▸ WHAT IS BEING ASKED: Copying exactly, give the lines in the material below from the one with "the response line" to the one with "let mut buf", ends included, and nothing besides.

▸ RECORD EXCERPTS:
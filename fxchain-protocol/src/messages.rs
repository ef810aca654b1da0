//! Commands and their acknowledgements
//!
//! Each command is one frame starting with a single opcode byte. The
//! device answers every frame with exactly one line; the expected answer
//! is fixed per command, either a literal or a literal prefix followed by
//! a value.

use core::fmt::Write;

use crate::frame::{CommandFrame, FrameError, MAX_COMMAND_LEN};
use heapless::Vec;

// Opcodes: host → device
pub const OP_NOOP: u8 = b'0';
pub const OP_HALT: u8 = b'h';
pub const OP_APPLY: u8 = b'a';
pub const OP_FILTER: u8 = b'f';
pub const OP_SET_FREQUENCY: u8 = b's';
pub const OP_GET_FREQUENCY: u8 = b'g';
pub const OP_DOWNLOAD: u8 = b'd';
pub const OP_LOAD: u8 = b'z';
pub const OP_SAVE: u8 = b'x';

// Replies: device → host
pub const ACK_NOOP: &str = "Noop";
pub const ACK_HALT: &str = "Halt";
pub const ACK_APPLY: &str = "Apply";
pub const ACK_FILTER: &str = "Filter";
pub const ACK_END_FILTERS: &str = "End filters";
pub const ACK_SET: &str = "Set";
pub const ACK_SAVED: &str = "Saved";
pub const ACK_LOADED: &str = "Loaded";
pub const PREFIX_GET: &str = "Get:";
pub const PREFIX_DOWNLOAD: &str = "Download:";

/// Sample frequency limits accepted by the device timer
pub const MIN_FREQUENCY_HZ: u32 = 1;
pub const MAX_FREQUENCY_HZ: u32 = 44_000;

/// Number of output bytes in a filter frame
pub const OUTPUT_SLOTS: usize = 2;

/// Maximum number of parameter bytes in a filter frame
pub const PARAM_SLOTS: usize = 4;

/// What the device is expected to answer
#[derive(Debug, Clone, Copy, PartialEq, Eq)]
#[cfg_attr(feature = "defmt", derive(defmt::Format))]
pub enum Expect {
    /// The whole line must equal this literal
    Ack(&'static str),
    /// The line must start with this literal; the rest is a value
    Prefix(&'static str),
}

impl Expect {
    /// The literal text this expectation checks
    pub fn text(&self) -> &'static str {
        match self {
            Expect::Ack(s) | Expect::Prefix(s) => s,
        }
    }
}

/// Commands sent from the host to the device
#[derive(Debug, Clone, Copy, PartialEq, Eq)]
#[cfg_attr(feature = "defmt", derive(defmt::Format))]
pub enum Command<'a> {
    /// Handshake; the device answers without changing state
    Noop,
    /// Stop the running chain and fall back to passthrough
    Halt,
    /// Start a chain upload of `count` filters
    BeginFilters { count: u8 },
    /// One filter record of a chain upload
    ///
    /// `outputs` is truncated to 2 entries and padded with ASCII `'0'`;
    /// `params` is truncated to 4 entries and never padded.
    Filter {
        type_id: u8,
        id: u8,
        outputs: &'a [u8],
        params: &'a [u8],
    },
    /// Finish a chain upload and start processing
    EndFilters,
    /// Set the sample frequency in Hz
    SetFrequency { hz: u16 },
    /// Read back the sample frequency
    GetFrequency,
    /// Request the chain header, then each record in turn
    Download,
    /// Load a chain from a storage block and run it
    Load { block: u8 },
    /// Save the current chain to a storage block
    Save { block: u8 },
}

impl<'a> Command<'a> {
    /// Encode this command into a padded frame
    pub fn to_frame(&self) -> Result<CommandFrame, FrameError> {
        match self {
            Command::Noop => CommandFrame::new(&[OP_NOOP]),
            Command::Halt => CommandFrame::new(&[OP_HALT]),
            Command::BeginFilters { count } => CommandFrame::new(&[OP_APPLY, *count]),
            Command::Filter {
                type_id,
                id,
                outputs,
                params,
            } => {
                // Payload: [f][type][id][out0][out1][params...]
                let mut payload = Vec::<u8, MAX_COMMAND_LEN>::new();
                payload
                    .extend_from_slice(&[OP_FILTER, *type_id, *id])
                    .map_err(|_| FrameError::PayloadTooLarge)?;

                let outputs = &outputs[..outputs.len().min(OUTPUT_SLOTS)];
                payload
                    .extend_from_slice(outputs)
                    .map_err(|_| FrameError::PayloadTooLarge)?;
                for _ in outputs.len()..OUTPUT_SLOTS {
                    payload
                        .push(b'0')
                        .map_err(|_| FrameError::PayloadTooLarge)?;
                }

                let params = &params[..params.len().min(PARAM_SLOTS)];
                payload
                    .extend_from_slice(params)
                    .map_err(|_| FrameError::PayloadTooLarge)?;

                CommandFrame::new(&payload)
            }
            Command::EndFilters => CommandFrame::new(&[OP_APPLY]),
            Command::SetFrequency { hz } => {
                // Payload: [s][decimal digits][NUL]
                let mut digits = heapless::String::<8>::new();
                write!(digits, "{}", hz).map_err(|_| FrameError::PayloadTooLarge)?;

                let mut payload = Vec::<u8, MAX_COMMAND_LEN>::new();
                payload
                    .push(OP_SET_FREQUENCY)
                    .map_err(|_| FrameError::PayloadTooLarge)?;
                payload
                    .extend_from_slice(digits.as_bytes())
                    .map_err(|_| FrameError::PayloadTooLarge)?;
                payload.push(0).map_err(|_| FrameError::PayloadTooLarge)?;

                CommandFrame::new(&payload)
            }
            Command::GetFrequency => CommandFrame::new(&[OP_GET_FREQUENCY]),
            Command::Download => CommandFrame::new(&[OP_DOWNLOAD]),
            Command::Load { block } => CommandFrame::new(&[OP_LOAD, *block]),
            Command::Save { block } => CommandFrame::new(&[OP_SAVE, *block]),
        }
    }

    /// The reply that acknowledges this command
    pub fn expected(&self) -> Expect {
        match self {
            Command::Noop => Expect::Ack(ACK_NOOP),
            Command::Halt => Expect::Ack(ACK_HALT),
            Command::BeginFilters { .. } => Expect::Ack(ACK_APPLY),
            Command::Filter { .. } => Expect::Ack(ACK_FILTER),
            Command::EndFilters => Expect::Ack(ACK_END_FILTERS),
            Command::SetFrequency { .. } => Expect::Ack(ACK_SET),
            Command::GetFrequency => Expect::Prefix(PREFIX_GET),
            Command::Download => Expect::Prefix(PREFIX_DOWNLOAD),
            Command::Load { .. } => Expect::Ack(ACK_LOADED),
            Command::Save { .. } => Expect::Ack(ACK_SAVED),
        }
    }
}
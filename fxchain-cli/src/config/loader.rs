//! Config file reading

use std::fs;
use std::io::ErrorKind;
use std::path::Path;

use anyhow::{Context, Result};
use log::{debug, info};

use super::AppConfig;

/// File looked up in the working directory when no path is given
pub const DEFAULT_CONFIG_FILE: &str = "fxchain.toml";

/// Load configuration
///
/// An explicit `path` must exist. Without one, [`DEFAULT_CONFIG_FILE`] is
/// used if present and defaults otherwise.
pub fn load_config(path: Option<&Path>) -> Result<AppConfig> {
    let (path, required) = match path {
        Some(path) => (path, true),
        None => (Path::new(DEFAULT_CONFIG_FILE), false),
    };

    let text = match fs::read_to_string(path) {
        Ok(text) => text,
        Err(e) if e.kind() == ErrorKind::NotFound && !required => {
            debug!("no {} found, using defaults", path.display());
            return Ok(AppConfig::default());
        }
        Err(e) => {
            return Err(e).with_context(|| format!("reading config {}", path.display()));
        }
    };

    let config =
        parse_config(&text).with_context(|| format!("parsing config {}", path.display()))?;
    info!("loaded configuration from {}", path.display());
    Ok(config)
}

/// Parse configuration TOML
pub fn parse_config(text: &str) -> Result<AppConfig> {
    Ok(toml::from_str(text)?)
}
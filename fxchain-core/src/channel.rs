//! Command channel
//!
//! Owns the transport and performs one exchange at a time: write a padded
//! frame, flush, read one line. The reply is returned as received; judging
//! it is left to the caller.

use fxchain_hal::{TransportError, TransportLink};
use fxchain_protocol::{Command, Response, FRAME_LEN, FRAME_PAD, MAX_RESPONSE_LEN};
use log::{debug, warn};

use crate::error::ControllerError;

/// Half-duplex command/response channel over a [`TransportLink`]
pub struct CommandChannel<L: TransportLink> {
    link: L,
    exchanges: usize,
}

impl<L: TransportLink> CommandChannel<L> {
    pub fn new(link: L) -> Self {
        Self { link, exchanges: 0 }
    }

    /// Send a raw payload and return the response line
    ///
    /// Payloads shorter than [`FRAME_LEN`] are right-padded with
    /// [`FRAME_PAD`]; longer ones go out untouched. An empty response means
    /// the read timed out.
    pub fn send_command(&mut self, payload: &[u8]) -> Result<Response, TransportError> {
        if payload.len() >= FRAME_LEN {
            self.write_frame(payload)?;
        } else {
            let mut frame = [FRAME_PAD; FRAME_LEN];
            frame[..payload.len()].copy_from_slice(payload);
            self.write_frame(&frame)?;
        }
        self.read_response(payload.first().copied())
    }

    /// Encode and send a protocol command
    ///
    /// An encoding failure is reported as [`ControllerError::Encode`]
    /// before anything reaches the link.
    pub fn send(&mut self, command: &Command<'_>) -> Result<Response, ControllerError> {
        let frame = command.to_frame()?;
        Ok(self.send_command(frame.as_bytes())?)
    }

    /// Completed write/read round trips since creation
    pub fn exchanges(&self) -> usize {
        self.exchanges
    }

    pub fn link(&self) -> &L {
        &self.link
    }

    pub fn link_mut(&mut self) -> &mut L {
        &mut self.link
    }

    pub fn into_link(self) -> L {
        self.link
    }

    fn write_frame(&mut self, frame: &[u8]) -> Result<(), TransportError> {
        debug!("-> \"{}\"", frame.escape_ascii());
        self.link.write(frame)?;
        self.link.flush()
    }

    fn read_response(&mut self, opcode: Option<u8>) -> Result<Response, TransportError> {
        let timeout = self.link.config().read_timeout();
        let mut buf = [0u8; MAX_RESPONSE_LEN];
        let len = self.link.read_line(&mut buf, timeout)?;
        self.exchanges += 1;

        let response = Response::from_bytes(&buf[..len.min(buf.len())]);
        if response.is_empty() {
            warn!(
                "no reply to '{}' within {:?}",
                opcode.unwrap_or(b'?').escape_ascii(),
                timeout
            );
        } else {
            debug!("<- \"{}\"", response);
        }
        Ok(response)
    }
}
...
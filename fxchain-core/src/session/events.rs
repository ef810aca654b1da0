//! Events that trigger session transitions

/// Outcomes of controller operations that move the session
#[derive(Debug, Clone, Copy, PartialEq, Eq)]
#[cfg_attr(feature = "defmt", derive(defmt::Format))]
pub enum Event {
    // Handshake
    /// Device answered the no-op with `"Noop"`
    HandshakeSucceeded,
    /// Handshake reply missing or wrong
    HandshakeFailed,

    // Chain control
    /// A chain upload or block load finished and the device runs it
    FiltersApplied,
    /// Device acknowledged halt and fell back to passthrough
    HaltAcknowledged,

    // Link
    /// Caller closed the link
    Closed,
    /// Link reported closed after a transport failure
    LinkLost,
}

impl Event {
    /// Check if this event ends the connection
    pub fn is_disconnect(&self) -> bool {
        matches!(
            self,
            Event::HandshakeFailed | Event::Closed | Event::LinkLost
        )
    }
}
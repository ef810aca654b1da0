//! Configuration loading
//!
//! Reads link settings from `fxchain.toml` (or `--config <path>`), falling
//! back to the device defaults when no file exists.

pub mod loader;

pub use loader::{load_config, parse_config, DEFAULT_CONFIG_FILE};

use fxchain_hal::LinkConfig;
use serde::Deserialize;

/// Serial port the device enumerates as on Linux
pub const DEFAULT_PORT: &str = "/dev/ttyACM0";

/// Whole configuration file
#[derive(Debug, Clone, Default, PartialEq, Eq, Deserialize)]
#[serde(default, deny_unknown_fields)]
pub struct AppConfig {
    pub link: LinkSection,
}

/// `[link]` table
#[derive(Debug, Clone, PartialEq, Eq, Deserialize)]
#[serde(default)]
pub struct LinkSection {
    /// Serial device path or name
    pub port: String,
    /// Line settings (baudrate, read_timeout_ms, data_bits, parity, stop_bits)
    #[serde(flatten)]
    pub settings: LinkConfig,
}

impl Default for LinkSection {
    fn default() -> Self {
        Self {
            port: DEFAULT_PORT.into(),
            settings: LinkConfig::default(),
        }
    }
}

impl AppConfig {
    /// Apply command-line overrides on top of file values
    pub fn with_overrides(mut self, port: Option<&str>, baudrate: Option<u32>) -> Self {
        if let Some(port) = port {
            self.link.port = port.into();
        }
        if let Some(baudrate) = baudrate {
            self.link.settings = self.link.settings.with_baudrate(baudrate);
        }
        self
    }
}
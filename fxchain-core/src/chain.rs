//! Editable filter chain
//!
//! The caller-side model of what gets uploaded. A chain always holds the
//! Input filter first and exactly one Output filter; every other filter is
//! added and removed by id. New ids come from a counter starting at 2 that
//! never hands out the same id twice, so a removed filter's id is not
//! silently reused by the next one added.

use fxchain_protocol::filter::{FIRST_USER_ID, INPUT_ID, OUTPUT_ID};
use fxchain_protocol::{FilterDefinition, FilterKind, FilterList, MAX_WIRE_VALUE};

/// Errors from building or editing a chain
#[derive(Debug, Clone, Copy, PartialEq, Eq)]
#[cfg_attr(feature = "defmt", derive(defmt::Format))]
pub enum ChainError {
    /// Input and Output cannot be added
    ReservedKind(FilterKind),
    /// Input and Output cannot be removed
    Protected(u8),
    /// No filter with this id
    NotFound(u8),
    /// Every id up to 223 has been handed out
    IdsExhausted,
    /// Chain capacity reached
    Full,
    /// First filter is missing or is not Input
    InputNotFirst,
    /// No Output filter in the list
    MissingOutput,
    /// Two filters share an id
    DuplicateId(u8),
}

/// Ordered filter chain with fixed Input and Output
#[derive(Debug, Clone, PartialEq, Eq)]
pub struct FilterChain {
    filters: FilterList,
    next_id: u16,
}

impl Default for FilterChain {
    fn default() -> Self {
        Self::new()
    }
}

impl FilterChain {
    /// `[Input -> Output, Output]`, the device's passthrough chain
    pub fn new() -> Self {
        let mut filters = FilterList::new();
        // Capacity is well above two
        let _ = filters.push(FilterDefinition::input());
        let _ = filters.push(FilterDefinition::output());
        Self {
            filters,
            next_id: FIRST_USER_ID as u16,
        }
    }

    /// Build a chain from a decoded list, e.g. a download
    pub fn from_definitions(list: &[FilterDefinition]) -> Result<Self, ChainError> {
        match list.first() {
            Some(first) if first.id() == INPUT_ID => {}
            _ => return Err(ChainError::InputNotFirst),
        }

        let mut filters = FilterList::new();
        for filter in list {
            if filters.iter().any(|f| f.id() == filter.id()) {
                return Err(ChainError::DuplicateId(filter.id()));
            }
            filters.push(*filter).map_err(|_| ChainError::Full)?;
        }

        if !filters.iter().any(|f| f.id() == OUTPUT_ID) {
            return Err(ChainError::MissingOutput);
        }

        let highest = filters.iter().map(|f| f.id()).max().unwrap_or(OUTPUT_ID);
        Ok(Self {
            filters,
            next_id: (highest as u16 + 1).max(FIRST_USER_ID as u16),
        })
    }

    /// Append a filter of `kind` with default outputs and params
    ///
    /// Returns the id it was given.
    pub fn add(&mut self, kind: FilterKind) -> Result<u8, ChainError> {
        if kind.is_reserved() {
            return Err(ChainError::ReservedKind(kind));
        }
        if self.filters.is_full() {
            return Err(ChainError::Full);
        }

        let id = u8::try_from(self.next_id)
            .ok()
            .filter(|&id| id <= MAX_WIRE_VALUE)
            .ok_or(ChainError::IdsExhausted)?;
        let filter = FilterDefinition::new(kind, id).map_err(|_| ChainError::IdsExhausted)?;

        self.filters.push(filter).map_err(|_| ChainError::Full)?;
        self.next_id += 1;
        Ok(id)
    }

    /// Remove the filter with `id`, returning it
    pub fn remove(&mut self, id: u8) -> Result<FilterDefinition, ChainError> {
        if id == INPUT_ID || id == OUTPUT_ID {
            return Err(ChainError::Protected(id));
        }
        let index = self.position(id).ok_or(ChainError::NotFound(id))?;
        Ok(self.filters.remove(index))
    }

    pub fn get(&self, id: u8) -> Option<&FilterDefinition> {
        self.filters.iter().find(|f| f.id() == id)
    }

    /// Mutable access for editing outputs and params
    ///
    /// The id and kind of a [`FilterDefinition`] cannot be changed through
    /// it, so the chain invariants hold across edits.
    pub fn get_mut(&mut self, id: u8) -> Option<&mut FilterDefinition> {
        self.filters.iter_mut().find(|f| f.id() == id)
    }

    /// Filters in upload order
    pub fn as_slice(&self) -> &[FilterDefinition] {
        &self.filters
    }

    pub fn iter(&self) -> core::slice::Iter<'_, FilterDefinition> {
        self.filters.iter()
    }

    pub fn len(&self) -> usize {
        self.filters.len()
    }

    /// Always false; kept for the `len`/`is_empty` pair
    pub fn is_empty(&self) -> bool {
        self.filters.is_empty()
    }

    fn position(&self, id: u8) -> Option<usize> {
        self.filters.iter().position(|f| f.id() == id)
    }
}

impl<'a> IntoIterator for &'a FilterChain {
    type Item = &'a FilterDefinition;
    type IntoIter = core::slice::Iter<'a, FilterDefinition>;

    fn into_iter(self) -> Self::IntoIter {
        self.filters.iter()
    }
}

▸ OUTPUT OF THE TASK:
    /// Send a raw payload and return the response line
    ///
    /// Payloads shorter than [`FRAME_LEN`] are right-padded with
    /// [`FRAME_PAD`]; longer ones go out untouched. An empty response means
    /// the read timed out.
    pub fn send_command(&mut self, payload: &[u8]) -> Result<Response, TransportError> {
        if payload.len() >= FRAME_LEN {
            self.write_frame(payload)?;
        } else {
            let mut frame = [FRAME_PAD; FRAME_LEN];
            frame[..payload.len()].copy_from_slice(payload);
            self.write_frame(&frame)?;
        }
        self.read_response(payload.first().copied())
    }

    /// Encode and send a protocol command
    ///
    /// An encoding failure is reported as [`ControllerError::Encode`]
    /// before anything reaches the link.
    pub fn send(&mut self, command: &Command<'_>) -> Result<Response, ControllerError> {
        let frame = command.to_frame()?;
        Ok(self.send_command(frame.as_bytes())?)
    }

    /// Completed write/read round trips since creation
    pub fn exchanges(&self) -> usize {
        self.exchanges
    }

    pub fn link(&self) -> &L {
        &self.link
    }

    pub fn link_mut(&mut self) -> &mut L {
        &mut self.link
    }

    pub fn into_link(self) -> L {
        self.link
    }

    fn write_frame(&mut self, frame: &[u8]) -> Result<(), TransportError> {
        debug!("-> \"{}\"", frame.escape_ascii());
        self.link.write(frame)?;
        self.link.flush()
    }

    fn read_response(&mut self, opcode: Option<u8>) -> Result<Response, TransportError> {
        let timeout = self.link.config().read_timeout();
        let mut buf = [0u8; MAX_RESPONSE_LEN];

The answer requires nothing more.